Among the records below, how many lines contain the word "ObjectStore"? The answer is a single number.

Stored data
******************************

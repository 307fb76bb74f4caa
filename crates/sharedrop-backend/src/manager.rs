//! Collaborator bundle built from the configured provider.

use std::sync::Arc;

use tracing::info;

use sharedrop_core::config::backend::{BackendConfig, BackendProvider};
use sharedrop_core::error::AppError;
use sharedrop_core::result::AppResult;
use sharedrop_core::traits::{AuthProvider, ObjectStore, RecordStore};

/// The three remote collaborators, selected at construction time based on
/// configuration.
///
/// One backend object implements all three traits; the bundle keeps a
/// typed handle to it as well so callers can reach provider-specific
/// features such as the HTTP bearer token.
#[derive(Debug, Clone)]
pub struct Backend {
    /// Authentication service.
    pub auth: Arc<dyn AuthProvider>,
    /// Binary object store.
    pub storage: Arc<dyn ObjectStore>,
    /// Structured record store.
    pub records: Arc<dyn RecordStore>,
    /// The HTTP backend, when that provider is in use.
    #[cfg(feature = "http")]
    pub http: Option<Arc<crate::http::HttpBackend>>,
    /// The memory backend, when that provider is in use.
    #[cfg(feature = "memory")]
    pub memory: Option<Arc<crate::memory::MemoryBackend>>,
}

impl Backend {
    /// Build the collaborators named by `config.provider`.
    pub fn from_config(config: &BackendConfig) -> AppResult<Self> {
        match config.provider {
            #[cfg(feature = "http")]
            BackendProvider::Http => {
                info!(base_url = %config.base_url, "Initializing HTTP backend");
                let backend = Arc::new(crate::http::HttpBackend::new(config)?);
                Ok(Self::from_http(backend))
            }
            #[cfg(feature = "memory")]
            BackendProvider::Memory => {
                info!("Initializing in-memory backend");
                let backend = Arc::new(crate::memory::MemoryBackend::new(&config.bucket));
                Ok(Self::from_memory(backend))
            }
            #[allow(unreachable_patterns)]
            other => Err(AppError::configuration(format!(
                "Backend provider {other:?} is not compiled in"
            ))),
        }
    }

    /// Wrap an existing HTTP backend.
    #[cfg(feature = "http")]
    pub fn from_http(backend: Arc<crate::http::HttpBackend>) -> Self {
        Self {
            auth: backend.clone(),
            storage: backend.clone(),
            records: backend.clone(),
            http: Some(backend),
            #[cfg(feature = "memory")]
            memory: None,
        }
    }

    /// Wrap an existing memory backend (for testing).
    #[cfg(feature = "memory")]
    pub fn from_memory(backend: Arc<crate::memory::MemoryBackend>) -> Self {
        Self {
            auth: backend.clone(),
            storage: backend.clone(),
            records: backend.clone(),
            #[cfg(feature = "http")]
            http: None,
            memory: Some(backend),
        }
    }
}

#[cfg(all(test, feature = "http", feature = "memory"))]
mod tests {
    use super::*;

    #[test]
    fn test_memory_provider_from_config() {
        let config = BackendConfig {
            provider: BackendProvider::Memory,
            ..Default::default()
        };
        let backend = Backend::from_config(&config).expect("memory backend");
        assert!(backend.memory.is_some());
        assert!(backend.http.is_none());
    }

    #[test]
    fn test_http_provider_from_config() {
        let backend = Backend::from_config(&BackendConfig::default()).expect("http backend");
        assert!(backend.http.is_some());
        assert!(backend.memory.is_none());
    }
}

******************************

RESPONSE:
2